### Problem statement
Every line that includes the word "contains" needs to be copied from the listing.

### Data for this exercise

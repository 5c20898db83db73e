use fred::prelude::KeysInterface;
use fred::types::SetOptions;

use crate::error::BrResult;
use crate::redis::{RedisClient, escape_glob};
use crate::store::base::CoordinationStore;

/// [`CoordinationStore`] backed by a shared Redis server.
#[derive(Clone)]
pub struct RedisStore {
    client: RedisClient,
}

impl RedisStore {
    pub fn new(client: RedisClient) -> Self {
        Self { client }
    }
}

impl CoordinationStore for RedisStore {
    async fn get(&self, key: &str) -> BrResult<Option<String>> {
        let value: Option<String> = self.client.pool().get(key).await?;

        Ok(value)
    }

    async fn set(&self, key: &str, value: &str) -> BrResult<()> {
        self.client
            .pool()
            .set::<(), _, _>(key, value, None, None, false)
            .await?;

        Ok(())
    }

    async fn set_if_absent(&self, key: &str, value: &str) -> BrResult<bool> {
        // `SET NX` replies `OK` when written and nil otherwise.
        let reply: Option<String> = self
            .client
            .pool()
            .set(key, value, None, Some(SetOptions::NX), false)
            .await?;

        Ok(reply.is_some())
    }

    async fn delete(&self, key: &str) -> BrResult<bool> {
        let deleted: i64 = self.client.pool().del(key).await?;

        Ok(deleted > 0)
    }

    async fn keys(&self, prefix: &str) -> BrResult<Vec<String>> {
        let pattern = format!("{}*", escape_glob(prefix));

        self.client.scan_keys(&pattern).await
    }
}
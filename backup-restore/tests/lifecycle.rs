#![cfg(feature = "test-utils")]

use std::sync::Arc;
use std::sync::atomic::{AtomicBool, Ordering};
use std::time::Duration;

use backup_restore::bail;
use backup_restore::coordinator::CoordinatorSettings;
use backup_restore::error::{BrResult, ErrorKind};
use backup_restore::jobs::{JobRegistry, JobSet};
use backup_restore::logs::LogLevel;
use backup_restore::schema::{BACKUP_SCHEMA, PUBLIC_SCHEMA, SchemaSwapper};
use backup_restore::store::CoordinationStore;
use backup_restore::test_utils::coordinator::{MemoryBackends, test_settings};
use backup_restore::test_utils::jobs::{tenant_job, untagged_job};
use backup_restore::types::OperationKind;
use config::Environment;
use futures::future::join_all;
use postgres::schema::SchemaObjectKind;
use telemetry::tracing::init_test_tracing;
use tokio::time::{sleep, timeout};

async fn failing_restore() -> BrResult<()> {
    bail!(ErrorKind::DatabaseQueryFailed, "Dump could not be restored");
}

async fn crashing_backup() -> BrResult<()> {
    panic!("dump process crashed");
}

async fn backends_with_public_tables() -> MemoryBackends {
    let backends = MemoryBackends::new();
    for table in ["posts", "users"] {
        backends
            .catalog
            .create_owned(SchemaObjectKind::Table, PUBLIC_SCHEMA, table)
            .await;
    }

    backends
}

#[tokio::test]
async fn concurrent_starts_have_a_single_winner() {
    init_test_tracing();

    let backends = MemoryBackends::new();
    let coordinators: Vec<_> = (0..8).map(|_| backends.coordinator("default")).collect();

    let results = join_all(
        coordinators
            .iter()
            .map(|coordinator| coordinator.start(OperationKind::Backup)),
    )
    .await;

    let mut handles = Vec::new();
    let mut rejected = 0;
    for result in results {
        match result {
            Ok(handle) => handles.push(handle),
            Err(err) => {
                assert_eq!(err.kind(), ErrorKind::OperationAlreadyRunning);
                rejected += 1;
            }
        }
    }
    assert_eq!(handles.len(), 1);
    assert_eq!(rejected, 7);

    let other_tenant = backends.coordinator("second");
    let handle = other_tenant.start(OperationKind::Restore).await.unwrap();
    other_tenant.finish(handle).await.unwrap();

    for handle in handles {
        coordinators[0].finish(handle).await.unwrap();
    }
    assert!(!coordinators[0].is_operation_running().await.unwrap());
}

#[tokio::test(start_paused = true)]
async fn backup_run_restores_system_state() {
    init_test_tracing();

    let backends = backends_with_public_tables().await;
    let coordinator = backends.coordinator("default");

    coordinator
        .run(OperationKind::Backup, |context| async move {
            assert!(context.checkpoint().await.is_ok());
            context.snapshot_public_schema().await
        })
        .await
        .unwrap();

    let coordination = coordinator.coordination();
    assert!(!coordination.is_running().await.unwrap());
    assert!(!coordination.is_readonly().await.unwrap());
    assert!(!coordination.is_paused().await.unwrap());

    let status = coordinator.status().await.unwrap();
    assert!(!status.is_operation_running);
    assert!(status.can_rollback);
    assert!(!status.allow_restore);

    let messages = backends.channel.messages().await;
    assert_eq!(messages.first().map(String::as_str), Some("[STARTED] backup"));
    assert!(messages.iter().any(|message| message == "[SUCCESS] backup"));
    assert_eq!(
        messages.last().map(String::as_str),
        Some("Marking operation as finished...")
    );
}

#[tokio::test(start_paused = true)]
async fn failed_work_still_releases_everything() {
    init_test_tracing();

    let backends = MemoryBackends::new();
    let coordinator = backends.coordinator("default");
    coordinator.modes().enable_readonly().await.unwrap();

    let err = coordinator
        .run(OperationKind::Restore, |_context| failing_restore())
        .await
        .unwrap_err();

    assert_eq!(err.kind(), ErrorKind::DatabaseQueryFailed);
    let coordination = coordinator.coordination();
    assert!(!coordination.is_running().await.unwrap());
    // Read-only mode was on before the run and stays on.
    assert!(coordination.is_readonly().await.unwrap());
    assert!(!coordination.is_paused().await.unwrap());

    let entries = backends.channel.entries().await;
    let failed = entries
        .iter()
        .find(|entry| entry.message == "[FAILED] restore")
        .unwrap();
    assert_eq!(failed.level, LogLevel::Error);
    assert_eq!(failed.error.as_deref(), Some("Dump could not be restored"));
}

#[tokio::test(start_paused = true)]
async fn panicking_work_is_reported_as_error() {
    init_test_tracing();

    let backends = MemoryBackends::new();
    let coordinator = backends.coordinator("default");

    let err = coordinator
        .run(OperationKind::Backup, |_context| crashing_backup())
        .await
        .unwrap_err();

    assert_eq!(err.kind(), ErrorKind::OperationPanicked);
    assert_eq!(err.detail(), Some("dump process crashed"));
    assert!(!coordinator.is_operation_running().await.unwrap());
    assert!(!coordinator.coordination().is_paused().await.unwrap());

    // The tenant can run again.
    coordinator
        .run(OperationKind::Backup, |_context| async move { Ok(()) })
        .await
        .unwrap();
}

#[tokio::test(start_paused = true)]
async fn cancellation_during_drain_aborts_before_work() {
    init_test_tracing();

    let backends = backends_with_public_tables().await;
    let coordinator = backends.coordinator("default");
    let canceller = backends.coordinator("default");
    let work_ran = Arc::new(AtomicBool::new(false));

    let work_flag = work_ran.clone();
    let (result, cancelled) = tokio::join!(
        coordinator.run(OperationKind::Restore, |context| async move {
            work_flag.store(true, Ordering::SeqCst);
            context.snapshot_public_schema().await
        }),
        async {
            sleep(Duration::from_secs(1)).await;
            canceller.request_cancellation().await
        }
    );

    cancelled.unwrap();
    assert_eq!(result.unwrap_err().kind(), ErrorKind::OperationCancelled);
    assert!(!work_ran.load(Ordering::SeqCst));
    assert_eq!(backends.catalog.count_tables(PUBLIC_SCHEMA).await.unwrap(), 2);
    assert_eq!(backends.catalog.count_tables(BACKUP_SCHEMA).await.unwrap(), 0);

    assert!(!coordinator.is_operation_running().await.unwrap());
    assert!(!coordinator.coordination().is_readonly().await.unwrap());
    assert!(
        backends
            .channel
            .messages()
            .await
            .contains(&"[CANCELLED] restore".to_string())
    );
}

#[tokio::test(start_paused = true)]
async fn dropped_run_releases_the_tenant() {
    init_test_tracing();

    let backends = MemoryBackends::new();
    let coordinator = backends.coordinator("default");
    let work_ran = Arc::new(AtomicBool::new(false));

    // The drain sleeps one poll interval first, so the run is dropped while draining.
    let work_flag = work_ran.clone();
    let outcome = timeout(
        Duration::from_secs(3),
        coordinator.run(OperationKind::Backup, |_context| async move {
            work_flag.store(true, Ordering::SeqCst);
            Ok(())
        }),
    )
    .await;
    assert!(outcome.is_err());

    // Lets the spawned cleanup run.
    sleep(Duration::from_secs(1)).await;

    let coordination = coordinator.coordination();
    assert!(!work_ran.load(Ordering::SeqCst));
    assert!(!coordination.is_running().await.unwrap());
    assert!(!coordination.is_readonly().await.unwrap());
    assert!(!coordination.is_paused().await.unwrap());
    assert!(
        backends
            .channel
            .messages()
            .await
            .contains(&"[ABORTED] backup".to_string())
    );

    coordinator
        .run(OperationKind::Backup, |_context| async move { Ok(()) })
        .await
        .unwrap();
}

#[tokio::test(start_paused = true)]
async fn dropped_run_keeps_modes_that_were_already_on() {
    init_test_tracing();

    let backends = MemoryBackends::new();
    let coordinator = backends.coordinator("default");
    coordinator.modes().enable_readonly().await.unwrap();

    let outcome = timeout(
        Duration::from_secs(3),
        coordinator.run(OperationKind::Restore, |_context| async move { Ok(()) }),
    )
    .await;
    assert!(outcome.is_err());
    sleep(Duration::from_secs(1)).await;

    let coordination = coordinator.coordination();
    assert!(!coordination.is_running().await.unwrap());
    assert!(coordination.is_readonly().await.unwrap());
    assert!(!coordination.is_paused().await.unwrap());
}

#[tokio::test(start_paused = true)]
async fn restore_purges_tenant_jobs_and_keys() {
    init_test_tracing();

    let backends = MemoryBackends::new();
    let coordinator = backends.coordinator("default");
    let queue = JobSet::Queue("default".to_string());
    backends
        .registry
        .push(queue.clone(), tenant_job("default", "default"))
        .await;
    backends
        .registry
        .push(queue.clone(), tenant_job("default", "second"))
        .await;
    backends
        .registry
        .push(JobSet::Retry, untagged_job("low"))
        .await;
    backends.store.set("default:cache:posts", "[]").await.unwrap();
    backends.store.set("second:cache:posts", "[]").await.unwrap();

    coordinator
        .run(OperationKind::Restore, |_context| async move { Ok(()) })
        .await
        .unwrap();

    let remaining = backends.registry.jobs(&queue).await.unwrap();
    assert_eq!(remaining.len(), 1);
    assert_eq!(remaining[0].tenant_tag(), Some("second"));
    assert_eq!(backends.registry.jobs(&JobSet::Retry).await.unwrap().len(), 1);

    assert_eq!(backends.store.get("default:cache:posts").await.unwrap(), None);
    assert!(backends.store.get("second:cache:posts").await.unwrap().is_some());
    // The log cursor survives the flush so the dashboard can still replay the run.
    assert!(
        coordinator
            .logs()
            .await
            .unwrap()
            .iter()
            .any(|entry| entry.message == "[SUCCESS] restore")
    );
}

#[tokio::test(start_paused = true)]
async fn backup_leaves_pending_jobs_alone() {
    let backends = MemoryBackends::new();
    let coordinator = backends.coordinator("default");
    let queue = JobSet::Queue("default".to_string());
    backends
        .registry
        .push(queue.clone(), tenant_job("default", "default"))
        .await;
    backends.store.set("default:cache:posts", "[]").await.unwrap();

    coordinator
        .run(OperationKind::Backup, |_context| async move { Ok(()) })
        .await
        .unwrap();

    assert_eq!(backends.registry.jobs(&queue).await.unwrap().len(), 1);
    assert!(backends.store.get("default:cache:posts").await.unwrap().is_some());
}

#[tokio::test(start_paused = true)]
async fn rollback_requires_a_snapshot_and_no_running_operation() {
    init_test_tracing();

    let backends = backends_with_public_tables().await;
    let coordinator = backends.coordinator("default");

    assert!(!coordinator.can_rollback().await.unwrap());
    assert!(!coordinator.rollback().await.unwrap());

    coordinator
        .run(OperationKind::Restore, |context| async move {
            context.snapshot_public_schema().await
        })
        .await
        .unwrap();
    assert!(coordinator.can_rollback().await.unwrap());

    let handle = coordinator.start(OperationKind::Backup).await.unwrap();
    let err = coordinator.rollback().await.unwrap_err();
    assert_eq!(err.kind(), ErrorKind::OperationAlreadyRunning);
    coordinator.finish(handle).await.unwrap();

    assert!(coordinator.rollback().await.unwrap());
    assert!(!coordinator.status().await.unwrap().can_rollback);
    assert_eq!(backends.catalog.count_tables(PUBLIC_SCHEMA).await.unwrap(), 2);
}

#[tokio::test]
async fn restore_policy_in_status() {
    let backends = MemoryBackends::new();

    let production = backends.coordinator("default");
    assert!(!production.status().await.unwrap().allow_restore);

    let allowed = backends.coordinator_with(
        "default",
        CoordinatorSettings {
            allow_restore: true,
            ..test_settings()
        },
    );
    assert!(allowed.status().await.unwrap().allow_restore);

    let development = backends.coordinator_with(
        "default",
        CoordinatorSettings {
            environment: Environment::Dev,
            ..test_settings()
        },
    );
    assert!(development.status().await.unwrap().allow_restore);
}

#[tokio::test(start_paused = true)]
async fn logs_replay_only_the_latest_operation() {
    let backends = MemoryBackends::new();
    let coordinator = backends.coordinator("default");

    coordinator
        .run(OperationKind::Backup, |context| async move {
            context.logger().log("first dump").await;
            Ok(())
        })
        .await
        .unwrap();
    coordinator
        .run(OperationKind::Backup, |context| async move {
            context.logger().log("second dump").await;
            Ok(())
        })
        .await
        .unwrap();

    let messages: Vec<_> = coordinator
        .logs()
        .await
        .unwrap()
        .into_iter()
        .map(|entry| entry.message)
        .collect();
    assert_eq!(messages.first().map(String::as_str), Some("[STARTED] backup"));
    assert!(messages.contains(&"second dump".to_string()));
    assert!(!messages.contains(&"first dump".to_string()));
}

#[tokio::test]
async fn stale_operation_can_be_cleared() {
    let backends = MemoryBackends::new();
    let crashed = backends.coordinator("default");
    let supervisor = backends.coordinator("default");

    let handle = crashed.start(OperationKind::Restore).await.unwrap();
    crashed.request_cancellation().await.unwrap();
    // The process holding the handle is gone.
    drop(handle);

    assert!(supervisor.clear_stale_operation().await.unwrap());
    assert!(!supervisor.is_operation_running().await.unwrap());
    assert!(!supervisor.token().is_cancelled().await.unwrap());
    assert!(!supervisor.clear_stale_operation().await.unwrap());

    let handle = supervisor.start(OperationKind::Backup).await.unwrap();
    supervisor.finish(handle).await.unwrap();
}
use backup_restore::error::ErrorKind;
use backup_restore::failpoints::OPERATION__AFTER_WORK;
use backup_restore::jobs::{JobRegistry, JobSet};
use backup_restore::store::CoordinationStore;
use backup_restore::test_utils::coordinator::MemoryBackends;
use backup_restore::test_utils::failpoints::CustomFailScenario;
use backup_restore::test_utils::jobs::tenant_job;
use backup_restore::types::OperationKind;
use telemetry::tracing::init_test_tracing;

#[tokio::test(start_paused = true)]
async fn failure_after_work_skips_post_processing_and_cleans_up() {
    init_test_tracing();
    let _scenario = CustomFailScenario::setup(&[(OPERATION__AFTER_WORK, "return(query_failed)")]);

    let backends = MemoryBackends::new();
    let queue = JobSet::Queue("default".to_string());
    backends
        .registry
        .push(queue.clone(), tenant_job("default", "default"))
        .await;
    backends.store.set("default:cache:posts", "[]").await.unwrap();
    let coordinator = backends.coordinator("default");

    let err = coordinator
        .run(OperationKind::Restore, |_context| async move { Ok(()) })
        .await
        .unwrap_err();

    assert_eq!(err.kind(), ErrorKind::DatabaseQueryFailed);
    assert_eq!(backends.registry.jobs(&queue).await.unwrap().len(), 1);
    assert!(backends.store.get("default:cache:posts").await.unwrap().is_some());

    let coordination = coordinator.coordination();
    assert!(!coordination.is_running().await.unwrap());
    assert!(!coordination.is_readonly().await.unwrap());
    assert!(!coordination.is_paused().await.unwrap());
}
use thiserror::Error;

/// Configuration validation errors.
#[derive(Debug, Error)]
pub enum ValidationError {
    /// The tenant identifier is empty.
    #[error("`tenant_id` cannot be empty")]
    EmptyTenantId,
    /// TLS is enabled but no trusted root certificates are provided.
    #[error("Invalid TLS config: `trusted_root_certs` must be set when `enabled` is true")]
    MissingTrustedRootCerts,
    /// A field holds a value outside of its accepted range.
    #[error("Invalid value for `{field}`: {constraint}")]
    InvalidFieldValue { field: String, constraint: String },
}
use fail::FailScenario;

/// Configures failpoints for the duration of a test and turns them off on drop.
pub struct CustomFailScenario<'a> {
    _scenario: FailScenario<'a>,
    failpoints: Vec<String>,
}

impl<'a> CustomFailScenario<'a> {
    /// Sets each `(name, action)` pair, e.g. `("schema_swap.after_tables", "return")`.
    pub fn setup(failpoints: &[(&str, &str)]) -> CustomFailScenario<'a> {
        let scenario = FailScenario::setup();

        for (name, action) in failpoints {
            fail::cfg(*name, action).unwrap();
        }

        Self {
            _scenario: scenario,
            failpoints: failpoints
                .iter()
                .map(|(name, _)| name.to_string())
                .collect(),
        }
    }
}

impl Drop for CustomFailScenario<'_> {
    fn drop(&mut self) {
        for name in &self.failpoints {
            fail::remove(name);
        }
    }
}
use std::sync::LazyLock;

use derive_from_env::FromEnv;

#[derive(FromEnv)]
#[from_env(prefix = "LINELOG")]
#[allow(non_snake_case)]
pub struct LineLogConfig {
    /// Default color flag for newly constructed loggers.
    #[from_env(default = "true")]
    pub COLORS: bool,
}

pub static LINELOG_CONFIG: LazyLock<LineLogConfig> =
    LazyLock::new(|| LineLogConfig::from_env().unwrap());
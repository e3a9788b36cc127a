use std::{
    fs::File,
    io::{BufWriter, Write},
    path::Path,
    sync::{Arc, Mutex},
};

/// Destination for formatted log lines.
///
/// The logger owns its sink and calls `write_line` with one complete line at
/// a time, never concurrently. Writes are fire-and-forget: implementations
/// swallow I/O errors rather than report them.
pub trait LogSink: Send {
    fn write_line(&mut self, line: &str);
}

/// Default sink. Flushes after every line so output keeps up with the caller.
#[derive(Default)]
pub struct LogStdout;

impl LogSink for LogStdout {
    fn write_line(&mut self, line: &str) {
        let mut out = std::io::stdout().lock();
        writeln!(out, "{line}").ok();
        out.flush().ok();
    }
}

/// File sink. The log file is created if it does not exist and appended to if
/// it does.
pub struct LogFile {
    file: BufWriter<File>,
}

impl LogFile {
    pub fn new<P: AsRef<Path>>(path: P) -> Result<Self, std::io::Error> {
        let file = File::options().create(true).append(true).open(&path)?;
        Ok(Self {
            file: BufWriter::new(file),
        })
    }
}

impl LogSink for LogFile {
    fn write_line(&mut self, line: &str) {
        writeln!(self.file, "{line}").ok();
        self.file.flush().ok();
    }
}

/// In-memory sink with a cloneable observation handle. Clones share the same
/// buffer, so a caller can hand one clone to a logger and read the output
/// back through another.
#[derive(Clone, Default)]
pub struct SharedBuffer {
    buffer: Arc<Mutex<String>>,
}

impl SharedBuffer {
    pub fn new() -> Self {
        Self::default()
    }

    /// Everything written so far.
    pub fn contents(&self) -> String {
        self.buffer.lock().unwrap().clone()
    }
}

impl LogSink for SharedBuffer {
    fn write_line(&mut self, line: &str) {
        let mut buffer = self.buffer.lock().unwrap();
        buffer.push_str(line);
        buffer.push('\n');
    }
}

#[test]
fn test_log_file_appends() {
    let path = "/tmp/test_linelog_sink.log";
    std::fs::remove_file(path).ok();
    {
        let mut file = LogFile::new(path).unwrap();
        file.write_line("Hello, world!");
        file.write_line("rust is awesome !");
    }
    {
        let mut file = LogFile::new(path).unwrap();
        file.write_line("appended");
    }
    assert_eq!(
        std::fs::read_to_string(path).unwrap(),
        "Hello, world!\nrust is awesome !\nappended\n"
    );
}

#[test]
fn test_shared_buffer_clones_observe_writes() {
    let buffer = SharedBuffer::new();
    let mut writer = buffer.clone();
    writer.write_line("lorem ipsum");
    writer.write_line("ipsum lorem");
    assert_eq!(buffer.contents(), "lorem ipsum\nipsum lorem\n");
}
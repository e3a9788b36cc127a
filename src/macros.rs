/// Logs a debug line. Targets the global logger, or the logger given with the
/// `to:` form. Arguments are anything convertible to [`Arg`](crate::Arg),
/// including [`precision`](crate::precision) tokens.
#[macro_export]
macro_rules! log_debug {
    (to: $logger:expr $(, $arg:expr)* $(,)?) => {
        $logger.debug(&[$($crate::Arg::from($arg)),*])
    };
    ($($arg:expr),* $(,)?) => {
        $crate::global().debug(&[$($crate::Arg::from($arg)),*])
    };
}

/// Logs an info line. Same forms as [`log_debug!`].
#[macro_export]
macro_rules! log_info {
    (to: $logger:expr $(, $arg:expr)* $(,)?) => {
        $logger.info(&[$($crate::Arg::from($arg)),*])
    };
    ($($arg:expr),* $(,)?) => {
        $crate::global().info(&[$($crate::Arg::from($arg)),*])
    };
}

/// Logs a warning line. Same forms as [`log_debug!`].
#[macro_export]
macro_rules! log_warning {
    (to: $logger:expr $(, $arg:expr)* $(,)?) => {
        $logger.warning(&[$($crate::Arg::from($arg)),*])
    };
    ($($arg:expr),* $(,)?) => {
        $crate::global().warning(&[$($crate::Arg::from($arg)),*])
    };
}

/// Logs an error line. Same forms as [`log_debug!`].
#[macro_export]
macro_rules! log_error {
    (to: $logger:expr $(, $arg:expr)* $(,)?) => {
        $logger.error(&[$($crate::Arg::from($arg)),*])
    };
    ($($arg:expr),* $(,)?) => {
        $crate::global().error(&[$($crate::Arg::from($arg)),*])
    };
}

### Answer to this task
            .contains(&"[CANCELLED] restore".to_string())
            .contains(&"[ABORTED] backup".to_string())
    assert!(messages.contains(&"second dump".to_string()));
    assert!(!messages.contains(&"first dump".to_string()));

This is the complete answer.